[Dataset excerpts Boundary: Start]
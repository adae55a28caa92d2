//! Weekly workout planner: a workout library, a seven-day plan that references it,
//! plan KPIs, and persistence of both as a single snapshot.

pub mod config;
pub mod error;
pub mod kpi;
pub mod models;
pub mod notifier;
pub mod routines;
pub mod snapshot;
pub mod storage;
pub mod store;

pub use error::{NotifyError, StorageError, StoreError, ValidationError};
pub use kpi::{compute_kpis, Kpis};
pub use models::{Day, Workout, WorkoutId, WorkoutInput, WorkoutType};
pub use routines::{Assignment, WeeklyPlan};
pub use snapshot::Snapshot;
pub use storage::{FileStorage, KeyValueStorage, MemoryStorage};
pub use store::PlannerStore;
[Dataset excerpts Boundary: End]
Work to be completed: As you read the records above, find each line that contains "snapshot" and copy it.

Finished exercise:
//! plan KPIs, and persistence of both as a single snapshot.
pub mod snapshot;
pub use snapshot::Snapshot;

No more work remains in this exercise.